The CSO series presented just two MusicNOW concerts this current season, most recently in March. With the expiration of Jessie Montgomery’s term last June, the CSO is currently without a composer in residence for the first time in nearly four decades.

In an emailed statement from the CSO press office, Cristina Rocca, CSO vice-president for artistic planning, said “The CSO MusicNOW series will be paused in 2025/26 to take time to imagine new possibilities for connecting Chicago audiences with new music.”

She stated that “Conversations with the artistic planning team and Zell Music Director Designate Klaus Mäkelä are underway to guide future plans” and that “subscribers . . . are invited to return to Symphony Center to explore concerts across the 2025/26 Season that feature works by living composers.”

MusicNOW was inaugurated in the 1998-99 season, early in Augusta Read Thomas’s tenure as CSO composer in residence. There was a single concert the first season, three in 1999-2000, and then a minimum of four events per season after that.

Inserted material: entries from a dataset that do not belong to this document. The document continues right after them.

//! Multi-client Unix domain socket server.
//!
//! Binds `<prefix><name>` and runs one background loop thread that accepts
//! clients and reads from them. Every connection is announced, drained and
//! retired through the server's [`EventSink`].
//!
//! # Poll set layout
//!
//! ```text
//! slot 0   wake signal
//! slot 1   listener
//! slot 2.. accepted connections, in accept order
//! ```
//!
//! Connection `i` in the loop's stream list always lives at slot `i + 2`.
//! Both lists are edited together, and removal preserves order, so a scan
//! that closes a connection keeps visiting the rest exactly once.

use std::collections::HashMap;
use std::io;
use std::os::unix::io::{AsRawFd, RawFd};
use std::os::unix::net::{UnixListener, UnixStream};
use std::path::PathBuf;
use std::sync::atomic::AtomicBool;
use std::sync::{Arc, Mutex, MutexGuard, PoisonError, RwLock};

use bytes::Bytes;

use crate::buffer::{ConnectionBuffer, StreamStatus};
use crate::config::IpcConfig;
use crate::endpoint;
use crate::error::{write_outcome, IpcError, Result};
use crate::events::{ConnectionId, EventSink, ServerEvent};
use crate::lifecycle::{EngineState, LoopHandle, StateCell};
use crate::poller::{self, Dispatch, Flow, PollSet, Readiness};
use crate::wake::WakeSignal;

const LISTENER_SLOT: usize = 1;
const FIRST_CONNECTION_SLOT: usize = 2;

/// Open connections, shared between the loop thread and `send`.
///
/// Only the loop thread inserts or removes entries.
type Registry = RwLock<HashMap<ConnectionId, Arc<UnixStream>>>;

/// Unix domain socket server accepting any number of clients.
///
/// `start`, `stop` and `send` may be called from any thread. Events are
/// published from the loop thread.
pub struct IpcServer {
    config: IpcConfig,
    sink: Arc<dyn EventSink<ServerEvent>>,
    state: Arc<StateCell>,
    registry: Arc<Registry>,
    runtime: Mutex<Option<ServerRuntime>>,
}

struct ServerRuntime {
    handle: LoopHandle,
    socket_path: PathBuf,
    listener_fd: RawFd,
}

impl std::fmt::Debug for IpcServer {
    fn fmt(&self, f: &mut std::fmt::Formatter<'_>) -> std::fmt::Result {
        f.debug_struct("IpcServer")
            .field("state", &self.state())
            .field("socket_path", &self.socket_path())
            .finish_non_exhaustive()
    }
}

impl IpcServer {
    /// Creates a stopped server that will publish to `sink`.
    pub fn new(config: IpcConfig, sink: impl EventSink<ServerEvent> + 'static) -> Self {
        Self {
            config,
            sink: Arc::new(sink),
            state: Arc::new(StateCell::default()),
            registry: Arc::new(RwLock::new(HashMap::new())),
            runtime: Mutex::new(None),
        }
    }

    /// Binds the endpoint `name` and starts the loop thread.
    ///
    /// Any stale socket file at the derived path is removed first. If any
    /// step fails, everything opened so far is closed before returning.
    ///
    /// # Errors
    ///
    /// [`IpcError::AlreadyRunning`] if started, faulted and not yet stopped,
    /// or still stopping; [`IpcError::InvalidName`] / [`IpcError::PathTooLong`] for
    /// bad names; [`IpcError::Setup`] / [`IpcError::Spawn`] when a resource
    /// cannot be acquired.
    pub fn start(&self, name: &str) -> Result<()> {
        let mut runtime = self.lock_runtime();
        if runtime.is_some() || self.state.load() == EngineState::Stopping {
            return Err(IpcError::AlreadyRunning);
        }

        let socket_path = self.config.socket_path(name)?;
        let buffer = ConnectionBuffer::new(self.config.scratch_size());
        let wake = Arc::new(WakeSignal::new().map_err(IpcError::setup("pipe"))?);
        let listener = endpoint::bind_listener(&socket_path, self.config.backlog)?;
        let listener_fd = listener.as_raw_fd();
        let running = Arc::new(AtomicBool::new(false));

        let mut event_loop = ServerLoop {
            listener,
            streams: Vec::new(),
            buffer,
            registry: Arc::clone(&self.registry),
            sink: Arc::clone(&self.sink),
            accept_failures: FailureStreak::default(),
            fault: None,
        };
        let loop_wake = Arc::clone(&wake);
        let loop_running = Arc::clone(&running);
        let loop_state = Arc::clone(&self.state);
        let loop_sink = Arc::clone(&self.sink);

        self.state.store(EngineState::Running);
        let spawned = LoopHandle::spawn(format!("sockbus-srv-{name}"), wake, running, move || {
            let mut set = PollSet::new(&loop_wake);
            set.push(event_loop.listener.as_raw_fd());

            let fault = match poller::run(&mut set, &loop_wake, &loop_running, &mut event_loop) {
                Ok(()) => event_loop.fault.take(),
                Err(e) => Some(format!("poll failed: {e}")),
            };
            if let Some(reason) = fault {
                log::error!("[sockbus-server] loop terminated: {reason}");
                // A concurrent stop keeps its Stopping state.
                loop_state.transition(EngineState::Running, EngineState::Faulted);
                loop_sink.publish(ServerEvent::LoopFailed(reason));
            }
        });
        let handle = match spawned {
            Ok(handle) => handle,
            Err(e) => {
                self.state.store(EngineState::NotRunning);
                return Err(e);
            }
        };

        log::info!("[sockbus-server] listening on {}", socket_path.display());
        *runtime = Some(ServerRuntime {
            handle,
            socket_path,
            listener_fd,
        });
        Ok(())
    }

    /// Stops the loop thread and closes every descriptor `start` opened.
    ///
    /// Blocks until the loop thread has exited. Open connections are closed
    /// without `ClientDisconnected` events. The socket file is left in place.
    ///
    /// # Errors
    ///
    /// [`IpcError::NotRunning`] if not started; [`IpcError::StopFromLoopThread`]
    /// when called from inside an inline event sink.
    pub fn stop(&self) -> Result<()> {
        let rt = {
            let mut runtime = self.lock_runtime();
            let Some(rt) = runtime.take() else {
                return Err(IpcError::NotRunning);
            };
            if rt.handle.is_loop_thread() {
                *runtime = Some(rt);
                return Err(IpcError::StopFromLoopThread);
            }
            self.state.store(EngineState::Stopping);
            rt
        };

        // Joined without the lifecycle lock: sinks running on the loop
        // thread may still call accessors. `start` is held off by Stopping.
        rt.handle.shutdown();

        let closed = {
            let mut registry = self.registry.write().unwrap_or_else(PoisonError::into_inner);
            let count = registry.len();
            registry.clear();
            count
        };
        {
            let _runtime = self.lock_runtime();
            self.state.store(EngineState::NotRunning);
        }
        log::info!(
            "[sockbus-server] stopped {} (listener fd {}, {closed} connection(s) closed)",
            rt.socket_path.display(),
            rt.listener_fd
        );
        Ok(())
    }

    /// Writes `data` to connection `id` with a single non-blocking send.
    ///
    /// Nothing is queued. Returns the byte count when everything was
    /// accepted by the kernel.
    ///
    /// # Errors
    ///
    /// [`IpcError::UnknownConnection`] if `id` is not open;
    /// [`IpcError::WouldBlock`] / [`IpcError::PartialWrite`] when the socket
    /// buffer could not take the whole payload; [`IpcError::Io`] otherwise.
    pub fn send(&self, id: ConnectionId, data: &[u8]) -> Result<usize> {
        let registry = self.registry.read().unwrap_or_else(PoisonError::into_inner);
        let stream = registry.get(&id).ok_or(IpcError::UnknownConnection(id))?;
        write_outcome(endpoint::send_once(stream, data), data.len())
    }

    /// Ids of all currently open connections, ascending.
    pub fn connections(&self) -> Vec<ConnectionId> {
        let registry = self.registry.read().unwrap_or_else(PoisonError::into_inner);
        let mut ids: Vec<ConnectionId> = registry.keys().copied().collect();
        ids.sort_unstable();
        ids
    }

    /// Current lifecycle state.
    pub fn state(&self) -> EngineState {
        self.state.load()
    }

    /// True between a successful `start` and the matching `stop`.
    pub fn is_running(&self) -> bool {
        self.state() == EngineState::Running
    }

    /// Path of the bound socket while started.
    pub fn socket_path(&self) -> Option<PathBuf> {
        self.lock_runtime().as_ref().map(|rt| rt.socket_path.clone())
    }

    /// Configuration this server was built with.
    pub fn config(&self) -> &IpcConfig {
        &self.config
    }

    fn lock_runtime(&self) -> MutexGuard<'_, Option<ServerRuntime>> {
        self.runtime.lock().unwrap_or_else(|poisoned| {
            log::warn!("[sockbus-server] lifecycle mutex poisoned; recovering");
            poisoned.into_inner()
        })
    }
}

impl Drop for IpcServer {
    fn drop(&mut self) {
        match self.stop() {
            Ok(()) | Err(IpcError::NotRunning) => {}
            Err(e) => log::warn!("[sockbus-server] stop on drop failed: {e}"),
        }
    }
}

/// State owned by the loop thread.
struct ServerLoop {
    listener: UnixListener,
    /// Connection `i` is registered at poll slot `i + FIRST_CONNECTION_SLOT`.
    streams: Vec<Arc<UnixStream>>,
    buffer: ConnectionBuffer,
    registry: Arc<Registry>,
    sink: Arc<dyn EventSink<ServerEvent>>,
    accept_failures: FailureStreak,
    fault: Option<String>,
}

/// Counts consecutive failures and decides which ones are worth a warning.
#[derive(Debug, Default)]
struct FailureStreak {
    consecutive: u32,
}

impl FailureStreak {
    /// Records one failure. True on the 1st, 2nd, 4th, 8th... in a row.
    fn record(&mut self) -> bool {
        self.consecutive = self.consecutive.saturating_add(1);
        self.consecutive.is_power_of_two()
    }

    fn reset(&mut self) {
        self.consecutive = 0;
    }
}

/// Accept errors after which the listener can never accept again.
fn listener_is_dead(e: &io::Error) -> bool {
    matches!(
        e.raw_os_error(),
        Some(libc::EBADF | libc::ENOTSOCK | libc::EINVAL | libc::EOPNOTSUPP)
    )
}

impl ServerLoop {
    /// Accepts every pending connection.
    ///
    /// Transient accept failures are logged and the loop carries on; a
    /// listener that can no longer accept at all ends the loop.
    fn accept_pending(&mut self, set: &mut PollSet) -> Flow {
        loop {
            let stream = match self.listener.accept() {
                Ok((stream, _addr)) => stream,
                Err(e) if e.kind() == io::ErrorKind::WouldBlock => return Flow::Continue,
                Err(e) if e.kind() == io::ErrorKind::Interrupted => continue,
                Err(e) if listener_is_dead(&e) => {
                    self.fault = Some(format!("accept failed: {e}"));
                    return Flow::Exit;
                }
                Err(e) => {
                    // The listener stays readable while this persists (EMFILE
                    // and friends), so the loop comes straight back here.
                    // Only a thinning sample of the streak is logged.
                    let warn = self.accept_failures.record();
                    let failures = self.accept_failures.consecutive;
                    if warn {
                        log::warn!("[sockbus-server] accept failed ({failures} in a row): {e}");
                    } else {
                        log::debug!("[sockbus-server] accept failed ({failures} in a row): {e}");
                    }
                    return Flow::Continue;
                }
            };
            self.accept_failures.reset();
            if let Err(e) = stream.set_nonblocking(true) {
                log::warn!("[sockbus-server] dropping accepted client: set_nonblocking failed: {e}");
                continue;
            }

            let id = ConnectionId::from_raw_fd(stream.as_raw_fd());
            let stream = Arc::new(stream);
            set.push(id.as_raw_fd());
            self.streams.push(Arc::clone(&stream));
            self.registry
                .write()
                .unwrap_or_else(PoisonError::into_inner)
                .insert(id, stream);

            log::info!("[sockbus-server] client connected: {id}");
            self.sink.publish(ServerEvent::ClientConnected(id));
        }
    }

    /// Reads connection at `slot` dry. Returns true if it must be closed.
    fn service(&mut self, slot: usize) -> bool {
        let stream = Arc::clone(&self.streams[slot - FIRST_CONNECTION_SLOT]);
        let id = ConnectionId::from_raw_fd(stream.as_raw_fd());
        let drained = self.buffer.drain(&mut &*stream);

        if !drained.data.is_empty() {
            log::debug!("[sockbus-server] {} byte(s) from {id}", drained.data.len());
            self.sink.publish(ServerEvent::DataReceived {
                id,
                data: Bytes::from(drained.data),
            });
        }
        match drained.status {
            StreamStatus::Open => false,
            StreamStatus::Closed => true,
            StreamStatus::Failed(e) => {
                log::warn!("[sockbus-server] read error on {id}: {e}");
                true
            }
        }
    }

    /// Unregisters and closes the connection at `slot`.
    fn close(&mut self, set: &mut PollSet, slot: usize) {
        let fd = set.remove(slot);
        let stream = self.streams.remove(slot - FIRST_CONNECTION_SLOT);
        debug_assert_eq!(stream.as_raw_fd(), fd);

        let id = ConnectionId::from_raw_fd(fd);
        self.registry
            .write()
            .unwrap_or_else(PoisonError::into_inner)
            .remove(&id);
        // Last reference: closes the descriptor.
        drop(stream);

        log::info!("[sockbus-server] client disconnected: {id}");
        self.sink.publish(ServerEvent::ClientDisconnected(id));
    }
}

impl Dispatch for ServerLoop {
    fn dispatch(&mut self, set: &mut PollSet) -> Flow {
        match set.take_ready(LISTENER_SLOT) {
            Readiness::Idle => {}
            Readiness::Readable => {
                if self.accept_pending(set) == Flow::Exit {
                    return Flow::Exit;
                }
            }
            Readiness::Invalid => {
                self.fault = Some("listening socket became invalid".to_string());
                return Flow::Exit;
            }
        }

        // Connections accepted above have no revents yet and are skipped.
        let mut slot = FIRST_CONNECTION_SLOT;
        while slot < set.len() {
            let must_close = match set.take_ready(slot) {
                Readiness::Idle => false,
                Readiness::Readable => self.service(slot),
                Readiness::Invalid => true,
            };
            if must_close {
                self.close(set, slot);
            } else {
                slot += 1;
            }
        }
        Flow::Continue
    }
}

The series was a sort-of acknowledgment that the CSO was giving short shrift to contemporary composers in its mainstage programs. MusicNOW offered a way to make up the balance—at least in part—by presenting music by living composers for chamber groupings and smaller orchestral ensembles.

There is little doubt that MusicNOW has gotten a bit tired in recent seasons, a situation reflected in the series’ declining audiences since its founding 37 years ago.

Granted, new-music series tend to be a mixed bag by their very nature, reflecting the fact that music being written in any era necessarily ranges in quality. Even so, curation has sometimes been less than stellar, and in recent concerts, uninspired works have invariably outnumbered those worth hearing. At times, the series appeared more centered on extra-musical agendas rather then bringing CSO audiences a wide range of the finest contemporary music out there.

So, the CSO’s MusicNOW series can likely benefit from an overhaul and some thoughtful reconsideration.

Still, one can’t help thinking that what feels like a protracted phasing-out of the CSO series is more about saving money—by jettisoning the new-music concerts along with the post of composer in residence (who serves as the series’ curator) than it is about “reimagining” the series.

It would be ironic if the CSO ends up wholly shuttering its new-music series as the tenure of Klaus Mäkelä approaches—the first CSO music director in decades with a genuine commitment to works of contemporary composers.

Posted in News


One Response to “CSO puts MusicNOW on “pause,” leaving future of new-music series in doubt”

  1. Posted Jun 17, 2025 at 8:00 am by John

    How easy it would have been for the CSO to invite several Chicago-based ensembles to perform via Music NOW? Third Coast Percussion, Ensemble Dal Niente, Grossman Ensemble, ~Nois, Beyond This Point…the list goes on.

    Per usual, a failure of imagination.